If used properly, modeling can identify the high-cost claims that account for 80% of workers comp costs.                           

One-fifth of workers compensation claims account for about four-fifths of total claim costs. If a company could only identify these problem claims in advance, it could greatly reduce its workers comp expenses. However, most of these high-cost claims are not obvious at first; they emerge slowly over time. One method used by insurers to aid detection is predictive modeling. But to maximize any model's utility, there are several vital factors to consider.

Philosophy

It is critical to understand the carrier's claims philosophies in two areas even before diving into the specifics of an insurer's predictive model. First, does the insurer understand that managing workers comp costs requires treating the whole person rather than just the injury? Focusing only on the injury fails to take into account the factors that often determine the success, length and ultimate cost of treating the injured worker. 

For example, imagine an employee with a work-related knee injury.  Because pain is subjective, a host of psychological issues come into play. Does the injured worker believe he or she can manage the pain? Does the claimant believe the injury is a minor obstacle that will quickly heal? Is the worker motivated to return to work?  

Second, is the insurer committed to producing the best medical outcome for each injured worker? This is the best way to manage total claim costs over the long term. Any other philosophy will hamper the ability to cut workers comp costs regardless of whether or not modeling aids in early detection of the problem claims.

Data

Data is the fuel of predictive models; the larger the database, and the broader the range of information included, the more effective it will be. Ask about the size of the database used to develop the carrier's predictive model. Ask how many individual claims and medical billing transactions determined the variables the insurer uses to predict high-cost claims. How did the insurer validate the effectiveness of its model? And is the model based only on claims data or does it include other sources of information like psychosocial factors?

Analysis

How the insurer uses the data is arguably even more important than how thorough that data is. Can the insurer's predictive model look at that data holistically? Rather than the presence of one variable, it is far more often the interplay of a range of variables that helps identify potential high-cost claims. Find out if the insurer's model uses "multivariate analysis" to identify likely changes in the claim over time and their likely effect on costs.

Frequency

How often is the information on each claim updated? A model can only review the claim data that is available in the claim file. So it is vital that the process requires -- in fact, prompts -- claims professionals to gather specific information at certain points in each claim's life cycle.

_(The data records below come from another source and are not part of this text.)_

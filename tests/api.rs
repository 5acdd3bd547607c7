// tests/api.rs
// HTTP surface against an in-memory session store, heuristics only.

use actix_web::http::StatusCode;
use actix_web::{test, web, App};
use agora_core::api::{self, AppState};
use agora_core::brain::{DisabledBrain, GenerationService};
use agora_core::config::{AppConfig, DiscussionConfig, DiscussionMode};
use agora_core::GenerationError;
use serde_json::{json, Value};
use std::sync::Arc;

fn state() -> web::Data<AppState> {
    let config = AppConfig {
        discussion: DiscussionConfig::unpaced(),
        ..AppConfig::default()
    };
    web::Data::new(AppState::new(Arc::new(DisabledBrain), config))
}

/// Turns an accepted plan into a one-question flow; anything else fails
/// so the engine falls back to templates.
struct PlanBrain;

impl GenerationService for PlanBrain {
    fn enabled(&self) -> bool {
        true
    }
    fn generate_text(&self, _: &str, _: &str, _: Option<f32>, _: Option<u32>) -> Result<String, GenerationError> {
        Ok("I would keep it simple.".to_string())
    }
    fn generate_structured(&self, _: &str, user: &str, _: Option<&str>) -> Result<Value, GenerationError> {
        if user.contains("brewing habits") {
            Ok(json!({ "accepted_phase": ["Which tea do you brew first?"] }))
        } else {
            Err(GenerationError::EmptyResponse)
        }
    }
}

fn plan_state() -> web::Data<AppState> {
    let config = AppConfig {
        discussion: DiscussionConfig {
            mode: DiscussionMode::PhaseFlow,
            ..DiscussionConfig::unpaced()
        },
        ..AppConfig::default()
    };
    web::Data::new(AppState::new(Arc::new(PlanBrain), config))
}

macro_rules! app {
    () => {
        app!(state())
    };
    ($state:expr) => {
        test::init_service(App::new().app_data($state).configure(api::configure)).await
    };
}

macro_rules! put {
    ($app:expr, $uri:expr, $body:expr) => {
        test::call_service(&$app, test::TestRequest::put().uri($uri).set_json($body).to_request()).await
    };
}

macro_rules! post {
    ($app:expr, $uri:expr, $body:expr) => {
        test::call_service(&$app, test::TestRequest::post().uri($uri).set_json($body).to_request()).await
    };
}

#[actix_web::test]
async fn session_lifecycle() {
    let app = app!();

    let resp = post!(
        app,
        "/api/personas",
        json!({ "topic": "skincare routines", "context": "urban professionals", "count": 3 })
    );
    assert_eq!(resp.status(), StatusCode::CREATED);
    let session: Value = test::read_body_json(resp).await;
    let id = session["id"].as_str().unwrap().to_string();
    assert_eq!(session["participants"].as_array().unwrap().len(), 3);
    assert_eq!(session["status"], "created");

    let resp = post!(app, &format!("/api/sessions/{id}/summary"), json!({}));
    assert_eq!(resp.status(), StatusCode::BAD_REQUEST);

    let resp = post!(app, &format!("/api/sessions/{id}/framework"), json!({}));
    assert_eq!(resp.status(), StatusCode::OK);
    let framed: Value = test::read_body_json(resp).await;
    assert_eq!(framed["status"], "framed");
    assert!(framed["plan_text"].as_str().unwrap().starts_with("# Discussion Plan"));

    let resp = post!(app, &format!("/api/sessions/{id}/discussion"), json!({}));
    assert_eq!(resp.status(), StatusCode::OK);
    let discussed: Value = test::read_body_json(resp).await;
    let entries = discussed["transcript"].as_array().unwrap();
    assert_eq!(entries.first().unwrap()["type"], "setup");
    assert_eq!(entries.last().unwrap()["type"], "conclusion");

    let resp = post!(app, &format!("/api/sessions/{id}/summary"), json!({}));
    assert_eq!(resp.status(), StatusCode::OK);
    let summarized: Value = test::read_body_json(resp).await;
    assert_eq!(summarized["summary"]["participants"]["count"], 3);

    let resp = post!(
        app,
        &format!("/api/sessions/{id}/custom-summary"),
        json!({ "outline": "1. Key Insights\n2. Budget Analysis - spending patterns" })
    );
    assert_eq!(resp.status(), StatusCode::OK);
    let custom: Value = test::read_body_json(resp).await;
    let keys: Vec<&str> = custom.as_object().unwrap().keys().map(String::as_str).collect();
    assert_eq!(keys, vec!["metadata", "key_insights", "budget_analysis"]);

    let resp = post!(
        app,
        &format!("/api/sessions/{id}/qa"),
        json!({ "question": "What are the main themes?" })
    );
    assert_eq!(resp.status(), StatusCode::OK);
    let answer: Value = test::read_body_json(resp).await;
    assert_eq!(answer["category"], "theme_analysis");
    assert!(!answer["follow_ups"].as_array().unwrap().is_empty());

    let req = test::TestRequest::get().uri(&format!("/api/sessions/{id}")).to_request();
    let stored: Value = test::call_and_read_body_json(&app, req).await;
    assert_eq!(stored["qa_history"].as_array().unwrap().len(), 1);

    let req = test::TestRequest::delete().uri(&format!("/api/sessions/{id}/qa")).to_request();
    let cleared: Value = test::call_and_read_body_json(&app, req).await;
    assert!(cleared["qa_history"].as_array().unwrap().is_empty());
}

#[actix_web::test]
async fn transcript_downloads_as_csv() {
    let app = app!();
    let resp = post!(app, "/api/personas", json!({ "topic": "tea", "count": 2 }));
    let session: Value = test::read_body_json(resp).await;
    let id = session["id"].as_str().unwrap().to_string();
    post!(app, &format!("/api/sessions/{id}/discussion"), json!({ "topic": "green tea" }));

    let req = test::TestRequest::get()
        .uri(&format!("/api/sessions/{id}/transcript.csv"))
        .to_request();
    let resp = test::call_service(&app, req).await;
    assert_eq!(resp.status(), StatusCode::OK);
    assert_eq!(
        resp.headers().get("content-type").unwrap().to_str().unwrap(),
        "text/csv; charset=utf-8"
    );
    let body = test::read_body(resp).await;
    let text = std::str::from_utf8(&body).unwrap();
    assert!(text.starts_with("type,speaker,content,timestamp,phase"));
    assert!(text.contains("Focus Group Discussion: green tea"));
}

#[actix_web::test]
async fn errors_are_json_with_status() {
    let app = app!();

    let req = test::TestRequest::get().uri("/api/sessions/missing").to_request();
    let resp = test::call_service(&app, req).await;
    assert_eq!(resp.status(), StatusCode::NOT_FOUND);
    let body: Value = test::read_body_json(resp).await;
    assert_eq!(body["error"], "session 'missing' not found");

    let resp = post!(app, "/api/personas", json!({ "topic": "  " }));
    assert_eq!(resp.status(), StatusCode::BAD_REQUEST);

    let resp = post!(app, "/api/personas", json!({ "topic": "tea", "count": 0 }));
    assert_eq!(resp.status(), StatusCode::BAD_REQUEST);

    let resp = post!(app, "/api/personas", json!({ "topic": "tea", "count": 1_000_000_000_000u64 }));
    assert_eq!(resp.status(), StatusCode::BAD_REQUEST);
    let body: Value = test::read_body_json(resp).await;
    assert_eq!(body["error"], "invalid input: at most 12 personas per session");
}

#[actix_web::test]
async fn health_reports_healthy() {
    let app = app!();
    let req = test::TestRequest::get().uri("/api/health").to_request();
    let body: Value = test::call_and_read_body_json(&app, req).await;
    assert_eq!(body["status"], "healthy");
    assert!(body["timestamp"].is_string());
}

#[actix_web::test]
async fn edited_personas_replace_roster_and_topic() {
    let app = app!();
    let resp = post!(app, "/api/personas", json!({ "topic": "tea", "count": 3 }));
    let session: Value = test::read_body_json(resp).await;
    let id = session["id"].as_str().unwrap().to_string();
    let uri = format!("/api/sessions/{id}/personas");

    let resp = put!(
        app,
        &uri,
        json!({ "participants": [{ "name": "Aditi" }, { "name": " Aditi " }], "topic": "coffee" })
    );
    assert_eq!(resp.status(), StatusCode::BAD_REQUEST);
    let body: Value = test::read_body_json(resp).await;
    assert_eq!(body["error"], "invalid input: duplicate persona name 'Aditi'");

    let resp = put!(app, &uri, json!({ "participants": [] }));
    assert_eq!(resp.status(), StatusCode::BAD_REQUEST);

    let resp = put!(
        app,
        &uri,
        json!({
            "participants": [
                { "name": "Aditi", "age": 24, "personality_type": "enthusiastic" },
                { "name": "Rahul", "monthly_budget": "₹2,000" }
            ],
            "topic": "filter coffee"
        })
    );
    assert_eq!(resp.status(), StatusCode::OK);
    let edited: Value = test::read_body_json(resp).await;
    assert_eq!(edited["status"], "personas_edited");
    assert_eq!(edited["topic"], "filter coffee");
    assert_eq!(edited["participants"][1]["age"], 25);

    let resp = post!(app, &format!("/api/sessions/{id}/discussion"), json!({}));
    let discussed: Value = test::read_body_json(resp).await;
    let setup = &discussed["transcript"][0];
    assert_eq!(setup["content"], "Focus Group Discussion: filter coffee");
    assert_eq!(setup["participants"], json!(["Aditi", "Rahul"]));

    let resp = put!(app, "/api/sessions/missing/personas", json!({ "participants": [{ "name": "A" }] }));
    assert_eq!(resp.status(), StatusCode::NOT_FOUND);
}

#[actix_web::test]
async fn accepted_plan_drives_later_discussions() {
    let app = app!(plan_state());
    let resp = post!(app, "/api/personas", json!({ "topic": "tea", "count": 2 }));
    let session: Value = test::read_body_json(resp).await;
    let id = session["id"].as_str().unwrap().to_string();

    let resp = put!(app, &format!("/api/sessions/{id}/plan"), json!({ "plan_text": "   " }));
    assert_eq!(resp.status(), StatusCode::BAD_REQUEST);

    let resp = put!(
        app,
        &format!("/api/sessions/{id}/plan"),
        json!({ "plan_text": "Open with brewing habits, then talk about price.", "topic": "loose leaf tea" })
    );
    assert_eq!(resp.status(), StatusCode::OK);
    let accepted: Value = test::read_body_json(resp).await;
    assert_eq!(accepted["status"], "plan_accepted");
    assert_eq!(accepted["topic"], "loose leaf tea");

    for _ in 0..2 {
        let resp = post!(app, &format!("/api/sessions/{id}/discussion"), json!({}));
        assert_eq!(resp.status(), StatusCode::OK);
        let discussed: Value = test::read_body_json(resp).await;
        let questions: Vec<&Value> = discussed["transcript"]
            .as_array()
            .unwrap()
            .iter()
            .filter(|e| e["type"] == "question")
            .map(|e| &e["content"])
            .collect();
        assert_eq!(questions, vec![&json!("Which tea do you brew first?")]);
    }
}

This raises another key question: How often does the carrier's claim process run each claim through its model? Sure, it is important that the model reviews each claim at intake; the goal of the predictive model, after all, is to spot potential high-cost claims at the outset. But does the model look at each claim at other points in its life cycle? If so, how often and when? And why did the insurer select those points to run the claim through the model?

Operations

An insurer's predictive model must be integrated with its claims operations. It can be a useful tool to manage a claim -- but only if the model is embedded into the insurer's day-to-day claims management process. Furthermore, beyond simply alerting claims professionals of potential high-cost claims, the predictive model should provide them with guidance on how to manage the claim given its specific risk factors. Knowing something is a problem is not much help if you do not know how the problem can be solved.

Tracking

Find out how the insurer measures the effectiveness of its model. Does the insurer actually use this information to enhance and improve the model? Or did it simply start using one and presume it was working well? Without ongoing assessment, the only way to tell if the model is effective is by taking the carrier's word for it.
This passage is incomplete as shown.